Un autre point abordé avec le ministre TIEM au cours de cet échange porte sur les éléments clés qui ont fait l’objet de discussions au cours de la dernière réunion des ministres en charge de l’Eau et des Finances. Une réunion virtuelle organisée par Sanitation and Water For All (SWA) le mois dernier. JVE a livré au ministre les grandes conclusions de cette rencontre, notamment les voies nouvelles de mobilisation des ressources pour l’accès à l’eau et le plaidoyer fait aux ministres des finances pour l’augmentation du budget alloué au secteur. Elle a également attiré l’attention de M. TIEM sur la gouvernance partagée du secteur de l’eau, comment améliorer la participation citoyenne ainsi qu’une meilleure implication des collectivités territoriales, et comment assurer une plus grande redevabilité et l’accès à l’information.

« Aujourd’hui il est difficile d’avoir les rapports annuels de la Togolaise des Eaux parce que ces informations ne sont pas disponible sur le site web de la société. Le citoyen ne peut donc pas y avoir accès. Nous avons attiré l’attention du ministre sur comment améliorer la gouvernance pour qu’il y ait davantage de redevabilité », indique Sena ALOUKA.

Les deux parties ont par ailleurs échangé sur la lutte contre les inégalités dans le secteur de l’eau. Sur ce point, JVE a fait part de ses préoccupations concernant la prise en compte, par les infrastructures nouvelles en construction, de l’accès à l’eau des personnes vulnérables (handicapés, les femmes, personnes âgées etc.). Elle a également tenu à attirer l’attention du ministre sur la nécessité d’améliorer le cadre de gouvernance et de cohérence dans les actions de l’Etat, notamment s’assurer que l’Anasap (Agence national de salubrité publique), le district de Lomé, la mairie et tous les ministères (Urbanisme, Santé et environnement) puissent parler d’une même voix. Elle n’a pas manqué d’évoquer la dimension de l’assainissement en milieu scolaire.

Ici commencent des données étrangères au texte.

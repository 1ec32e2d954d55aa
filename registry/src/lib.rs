//! Reach Registry
//!
//! Immutable lookup of structured-object types and metadata tag types.
//! Types declare fields, accessors and mutators; tags declare parameters,
//! an optional validator and optional meta tags for domain composition.

pub mod builtin;
mod builder;
mod registry;
mod types;

pub use builder::{RegistryBuilder, RegistryError, TagBuilder, TypeBuilder};
pub use registry::Registry;
pub use types::*;
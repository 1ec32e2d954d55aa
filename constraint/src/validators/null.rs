use crate::{ConstraintError, ConstraintResult, Validator, Verdict};
use reach_core::Value;
use reach_registry::builtin;

/// Invalid iff the value is null.
#[derive(Debug, Clone, Copy)]
pub struct NotNull;

impl Validator for NotNull {
    fn check(&self, value: &Value) -> ConstraintResult<Verdict> {
        Ok((!value.is_null()).into())
    }
}

/// Strings and collections must have at least one element. Null passes.
#[derive(Debug, Clone, Copy)]
pub struct NotEmpty;

impl Validator for NotEmpty {
    fn check(&self, value: &Value) -> ConstraintResult<Verdict> {
        let empty = match value {
            Value::Null => false,
            Value::String(s) => s.is_empty(),
            Value::List(list) => list.is_empty(),
            Value::Map(map) => map.is_empty(),
            Value::Properties(properties) => properties.is_empty(),
            other => {
                return Err(ConstraintError::unsupported_value(
                    builtin::NOT_EMPTY,
                    other.type_name(),
                ))
            }
        };
        Ok((!empty).into())
    }
}
//! Expectations on validation outcomes.

use reach_constraint::{ConstraintError, ValidationResult};
use reach_core::Value;
use std::fmt;

use crate::error::{ScenarioError, ScenarioResult};

type Check = Box<dyn Fn(&ValidationResult) -> bool>;

/// What a step's validation outcome must look like.
#[derive(Default)]
pub struct Expect {
    valid: Option<bool>,
    count: Option<usize>,
    /// Paths that must be invalid, with tags that must be among the violated ones.
    invalid: Vec<(String, Vec<String>)>,
    absent: Vec<String>,
    values: Vec<(String, Value)>,
    error: Option<String>,
    custom: Option<Check>,
}

impl fmt::Debug for Expect {
    fn fmt(&self, f: &mut fmt::Formatter<'_>) -> fmt::Result {
        f.debug_struct("Expect")
            .field("valid", &self.valid)
            .field("count", &self.count)
            .field("invalid", &self.invalid)
            .field("absent", &self.absent)
            .field("values", &self.values)
            .field("error", &self.error)
            .field("custom", &self.custom.as_ref().map(|_| "<fn>"))
            .finish()
    }
}

impl Expect {
    pub fn new() -> Self {
        Self::default()
    }

    pub fn valid(mut self) -> Self {
        self.valid = Some(true);
        self
    }

    pub fn invalid(mut self) -> Self {
        self.valid = Some(false);
        self
    }

    /// Exactly `n` invalid elements.
    pub fn count(mut self, n: usize) -> Self {
        self.count = Some(n);
        self
    }

    /// An invalid element at `path` violating at least `tags`.
    pub fn at(mut self, path: &str, tags: &[&str]) -> Self {
        self.valid = Some(false);
        self.invalid
            .push((path.to_string(), tags.iter().map(|t| t.to_string()).collect()));
        self
    }

    /// No invalid element at `path`.
    pub fn not_at(mut self, path: &str) -> Self {
        self.absent.push(path.to_string());
        self
    }

    /// The invalid element at `path` carries `value`.
    pub fn value_at(mut self, path: &str, value: impl Into<Value>) -> Self {
        self.values.push((path.to_string(), value.into()));
        self
    }

    /// Validation fails with an error whose message contains `contains`.
    pub fn error(mut self, contains: impl Into<String>) -> Self {
        self.error = Some(contains.into());
        self
    }

    pub fn assert_fn<F>(mut self, f: F) -> Self
    where
        F: Fn(&ValidationResult) -> bool + 'static,
    {
        self.custom = Some(Box::new(f));
        self
    }

    pub fn verify(
        &self,
        step: &str,
        outcome: &Result<ValidationResult, ConstraintError>,
    ) -> ScenarioResult<()> {
        let fail = |message: String| Err(ScenarioError::assertion_failed(step, message));

        if let Some(expected) = &self.error {
            return match outcome {
                Err(e) if e.to_string().contains(expected.as_str()) => Ok(()),
                Err(e) => fail(format!("expected error containing '{}', got: {}", expected, e)),
                Ok(_) => fail(format!(
                    "expected error containing '{}', but validation succeeded",
                    expected
                )),
            };
        }

        let result = match outcome {
            Ok(result) => result,
            Err(e) => return fail(format!("unexpected error: {}", e)),
        };

        if let Some(valid) = self.valid {
            if result.is_valid() != valid {
                return fail(format!(
                    "expected {}, got invalid paths {:?}",
                    if valid { "valid" } else { "invalid" },
                    result.paths()
                ));
            }
        }

        if let Some(n) = self.count {
            if result.len() != n {
                return fail(format!(
                    "expected {} invalid element(s), got {}: {:?}",
                    n,
                    result.len(),
                    result.paths()
                ));
            }
        }

        for (path, tags) in &self.invalid {
            let Some(element) = result.invalid_element(path) else {
                return fail(format!("no invalid element at '{}', got {:?}", path, result.paths()));
            };
            for tag in tags {
                if !element.is_constraint_violated(tag) {
                    return fail(format!("'{}' does not violate @{}", path, tag));
                }
            }
        }

        for path in &self.absent {
            if result.invalid_element(path).is_some() {
                return fail(format!("unexpected invalid element at '{}'", path));
            }
        }

        for (path, value) in &self.values {
            match result.invalid_element(path) {
                Some(element) if element.invalid_value() == value => {}
                Some(element) => {
                    return fail(format!(
                        "'{}' holds {}, expected {}",
                        path,
                        element.invalid_value(),
                        value
                    ))
                }
                None => return fail(format!("no invalid element at '{}'", path)),
            }
        }

        if let Some(check) = &self.custom {
            if !check(result) {
                return fail("custom assertion failed".to_string());
            }
        }

        Ok(())
    }
}

#[cfg(test)]
mod tests {
    use super::*;

    #[test]
    fn test_error_expectation() {
        let outcome = Err(ConstraintError::DepthExceeded { max_depth: 2 });

        assert!(Expect::new().error("depth 2").verify("s", &outcome).is_ok());
        assert!(Expect::new().valid().verify("s", &outcome).is_err());
    }
}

Tout en se réjouissant des discussions « riches et constructives » eues avec les responsables de l’ONG JVE, le ministre en charge de l’Eau estime que l’accès des populations togolaises à l’eau potable est une affaire de tous, même si le gouvernement en porte la plus grande responsabilité.

«Ce que nous recherchons, c’est de fédérer les efforts et créer une synergie pour mieux avancer ensemble. Nous sommes disposés à collaborer avec chaque partenaire pour qu’ensemble, nous puissions atteindre les objectifs que nous nous sommes assignés», a souligné le ministre Bolidja TIEM, d’après qui les propositions de JVE cadrent bien avec la vision du gouvernement pour le secteur de l’eau. Il espère compter sur l’expertise de cette organisation et le soutien des partenaires comme le SWA et le Global Water Partnership pour faire bouger les lignes et honorer les engagements pris devant le Premier ministre après sa nomination.